The Internal Revenue Service has issued a new notice providing transitional guidance for cash balance plans. It also announced that its moratorium has been lifted on issuing determination letters regarding these plans.

A cash balance plan is a defined benefit plan that calculates benefits in a manner similar to the way benefits are calculated for defined contribution plans. Each participant has a hypothetical “account,” but participants do not direct investments, and the employer bears the plan’s investment risk.

In the past, these plans have been controversial because some claim that cash balance plans illegally discriminate against older workers. In fact, cash balance plans became so controversial that the Service announced in early 2003 that it would not process determination letters regarding these plans until final regulations were issued regarding them.

Then, as part of the Pension Protection Act of 2006, Congress provided (prospectively at least) that cash balance plans will not be considered to discriminate on the basis of age if certain requirements are met. As a result of these provisions in the PPA, the Service has lifted its moratorium and is beginning to process determination letters regarding cash balance plans.

However, a plan will not be reviewed regarding whether it discriminates on the basis of age if it was converted to a cash balance plan before June 30, 2005.

Under the new rules in the PPA, a plan does not illegally discriminate on the basis of age if the accumulated benefit of an individual would be greater than a similarly situated younger individual who was also a participant. According to the Service, a participant’s accumulated benefit may be expressed as an annuity payable at normal retirement age, the balance of a hypothetical account or the current value of the accumulated percentage of the employee’s final average compensation.

The PPA also requires that the interest credited to a cash balance plan may not exceed a market rate of return. In the notice, the Service says that guidance will be issued later in 2007 regarding the market rate of return rules.

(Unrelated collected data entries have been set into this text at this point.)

//! Router-level tests for authentication, role gating, and request
//! validation. These exercise everything that runs before the first
//! database query; the business rules behind the gateway are covered by
//! unit tests next to their implementations.

mod common;

use axum::http::StatusCode;
use pretty_assertions::assert_eq;

use common::{get, patch_json, post_json, test_app, test_app_with_rate_limit, test_token};

// ─── Authentication ─────────────────────────────────────────────────────────

#[tokio::test]
async fn missing_token_is_unauthorized() {
    let app = test_app();
    let (status, body) = get(&app, "/api/cases", None).await;
    assert_eq!(status, StatusCode::UNAUTHORIZED);
    assert_eq!(body["error"], "No token provided");
}

#[tokio::test]
async fn garbage_token_is_unauthorized() {
    let app = test_app();
    let (status, body) = get(&app, "/api/cases", Some("not.a.jwt")).await;
    assert_eq!(status, StatusCode::UNAUTHORIZED);
    assert_eq!(body["error"], "Invalid token");
}

#[tokio::test]
async fn expired_token_reports_expiry() {
    let app = test_app();
    let token = common::expired_token(1, "exec");

    let (status, body) = get(&app, "/api/cases", Some(&token)).await;
    assert_eq!(status, StatusCode::UNAUTHORIZED);
    assert_eq!(body["error"], "Token expired");
}

#[tokio::test]
async fn unknown_role_claim_is_unauthorized() {
    let app = test_app();
    let token = test_token(1, "wizard");
    let (status, _) = get(&app, "/api/cases", Some(&token)).await;
    assert_eq!(status, StatusCode::UNAUTHORIZED);
}

#[tokio::test]
async fn login_requires_credentials() {
    let app = test_app();
    let (status, body) = post_json(&app, "/api/auth/login", "{}", None).await;
    assert_eq!(status, StatusCode::BAD_REQUEST);
    assert_eq!(body["error"], "Username and password required");

    let (status, _) =
        post_json(&app, "/api/auth/login", r#"{"username":"amira"}"#, None).await;
    assert_eq!(status, StatusCode::BAD_REQUEST);
}

// ─── Role gating ────────────────────────────────────────────────────────────

#[tokio::test]
async fn officer_cannot_reach_the_exec_desk() {
    let app = test_app();
    let token = test_token(2, "officer");
    let (status, body) = get(&app, "/api/cases", Some(&token)).await;
    assert_eq!(status, StatusCode::FORBIDDEN);
    assert_eq!(body["error"], "Insufficient permissions");
}

#[tokio::test]
async fn exec_cannot_reach_the_senior_desk() {
    let app = test_app();
    let token = test_token(2, "exec");

    let (status, _) = get(&app, "/api/statistics", Some(&token)).await;
    assert_eq!(status, StatusCode::FORBIDDEN);

    let (status, _) = get(&app, "/api/close-requests/review", Some(&token)).await;
    assert_eq!(status, StatusCode::FORBIDDEN);

    let (status, _) = patch_json(
        &app,
        "/api/close-requests/6a3bbf0a-8f74-4c0a-90c5-0ad4a563f81a",
        r#"{"status":"approved","senior_remark":"ok"}"#,
        Some(&token),
    )
    .await;
    assert_eq!(status, StatusCode::FORBIDDEN);
}

#[tokio::test]
async fn senior_cannot_log_incoming_reports() {
    let app = test_app();
    let token = test_token(3, "senior");
    let (status, _) = post_json(&app, "/api/rpp-cases", "{}", Some(&token)).await;
    assert_eq!(status, StatusCode::FORBIDDEN);
}

#[tokio::test]
async fn exec_cannot_manage_users() {
    let app = test_app();
    let token = test_token(2, "exec");
    let (status, _) = get(&app, "/api/admin/users", Some(&token)).await;
    assert_eq!(status, StatusCode::FORBIDDEN);
}

#[tokio::test]
async fn superadmin_passes_every_role_gate() {
    let app = test_app();
    let token = test_token(1, "superadmin");

    // The gate passes and the request proceeds into field validation.
    let (status, body) = post_json(&app, "/api/cases", "{}", Some(&token)).await;
    assert_eq!(status, StatusCode::BAD_REQUEST);
    assert_eq!(body["error"], "Missing required fields");

    let (status, body) = post_json(&app, "/api/rpp-cases", "{}", Some(&token)).await;
    assert_eq!(status, StatusCode::BAD_REQUEST);
    assert_eq!(body["error"], "BMID and Source Type are required");
}

// ─── Request validation ─────────────────────────────────────────────────────

#[tokio::test]
async fn create_case_requires_mandatory_fields() {
    let app = test_app();
    let token = test_token(2, "exec");

    let (status, body) = post_json(
        &app,
        "/api/cases",
        r#"{"case_id":"C-1001","customer_name":"Tan Mei Ling"}"#,
        Some(&token),
    )
    .await;
    assert_eq!(status, StatusCode::BAD_REQUEST);
    assert_eq!(body["error"], "Missing required fields");
}

#[tokio::test]
async fn create_case_rejects_unknown_classification() {
    let app = test_app();
    let token = test_token(2, "exec");

    let (status, body) = post_json(
        &app,
        "/api/cases",
        r#"{
            "case_id": "C-1001",
            "ic_number": "900101-14-5678",
            "customer_name": "Tan Mei Ling",
            "classification": "Suspicious",
            "case_type": "ATO",
            "mo": "Phishing",
            "branch_code": "B012",
            "date_escalated": "2024-01-01",
            "pic": 7
        }"#,
        Some(&token),
    )
    .await;
    assert_eq!(status, StatusCode::BAD_REQUEST);
    assert_eq!(body["error"], "Classification must be Fraud, Scam, or Non-Fraud");
}

#[tokio::test]
async fn rpp_create_rejects_unknown_source_type() {
    let app = test_app();
    let token = test_token(4, "officer");

    let (status, body) = post_json(
        &app,
        "/api/rpp-cases",
        r#"{"bmid":"B1","source_type":"Phone"}"#,
        Some(&token),
    )
    .await;
    assert_eq!(status, StatusCode::BAD_REQUEST);
    assert_eq!(body["error"], "Source Type must be \"Email\" or \"RPP Portal\"");
}

#[tokio::test]
async fn raise_close_request_requires_case_reference() {
    let app = test_app();
    let token = test_token(2, "exec");

    let (status, body) = post_json(&app, "/api/close-requests", "{}", Some(&token)).await;
    assert_eq!(status, StatusCode::BAD_REQUEST);
    assert_eq!(body["error"], "Case reference is required");
}

#[tokio::test]
async fn review_rejects_invalid_decision() {
    let app = test_app();
    let token = test_token(3, "senior");

    let (status, body) = patch_json(
        &app,
        "/api/close-requests/6a3bbf0a-8f74-4c0a-90c5-0ad4a563f81a",
        r#"{"status":"maybe","senior_remark":"looks fine"}"#,
        Some(&token),
    )
    .await;
    assert_eq!(status, StatusCode::BAD_REQUEST);
    assert_eq!(body["error"], "Invalid status. Use \"approved\" or \"rejected\"");
}

#[tokio::test]
async fn review_requires_a_senior_remark() {
    let app = test_app();
    let token = test_token(3, "senior");

    for body_json in [
        r#"{"status":"approved"}"#,
        r#"{"status":"approved","senior_remark":""}"#,
        r#"{"status":"rejected","senior_remark":"   "}"#,
    ] {
        let (status, body) = patch_json(
            &app,
            "/api/close-requests/6a3bbf0a-8f74-4c0a-90c5-0ad4a563f81a",
            body_json,
            Some(&token),
        )
        .await;
        assert_eq!(status, StatusCode::BAD_REQUEST, "body: {body_json}");
        assert_eq!(body["error"], "Senior remark is mandatory for approval/rejection");
    }
}

#[tokio::test]
async fn malformed_uuid_is_a_bad_request() {
    let app = test_app();
    let token = test_token(3, "senior");

    let (status, body) = patch_json(
        &app,
        "/api/close-requests/not-a-uuid",
        r#"{"status":"approved","senior_remark":"ok"}"#,
        Some(&token),
    )
    .await;
    assert_eq!(status, StatusCode::BAD_REQUEST);
    assert_eq!(body["error"], "Invalid UUID format");
}

// ─── Fallback & rate limiting ───────────────────────────────────────────────

#[tokio::test]
async fn unknown_endpoint_is_a_json_404() {
    let app = test_app();
    let (status, body) = get(&app, "/api/nope", None).await;
    assert_eq!(status, StatusCode::NOT_FOUND);
    assert_eq!(body["error"], "Endpoint not found");
}

#[tokio::test]
async fn global_rate_limit_kicks_in() {
    let app = test_app_with_rate_limit(3, 100);
    let token = test_token(2, "officer");

    for _ in 0..3 {
        let (status, _) = get(&app, "/api/rpp-cases/review", Some(&token)).await;
        // Gate fails (officer on a senior route) but the request counted.
        assert_eq!(status, StatusCode::FORBIDDEN);
    }

    let (status, body) = get(&app, "/api/rpp-cases/review", Some(&token)).await;
    assert_eq!(status, StatusCode::TOO_MANY_REQUESTS);
    assert_eq!(body["error"], "Too many requests, please try again later.");
}

#[tokio::test]
async fn auth_routes_have_a_stricter_limit() {
    let app = test_app_with_rate_limit(100, 2);

    for _ in 0..2 {
        let (status, _) = post_json(&app, "/api/auth/login", "{}", None).await;
        assert_eq!(status, StatusCode::BAD_REQUEST);
    }

    let (status, _) = post_json(&app, "/api/auth/login", "{}", None).await;
    assert_eq!(status, StatusCode::TOO_MANY_REQUESTS);
}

Pending this further guidance, the Service has provided a safe harbor for what constitutes a market rate of return. According to the safe harbor, a market rate of return includes the rate of interest on long-term investment grade corporate bonds, the rate of interest on 30-year Treasury securities, or the sum of any of the standard indices and the associated margin described in Notice 96-8, 1996-1 C.B. 359.

The Notice is 2007-6, published in Internal Revenue Bulletin 2007-3 at page 272.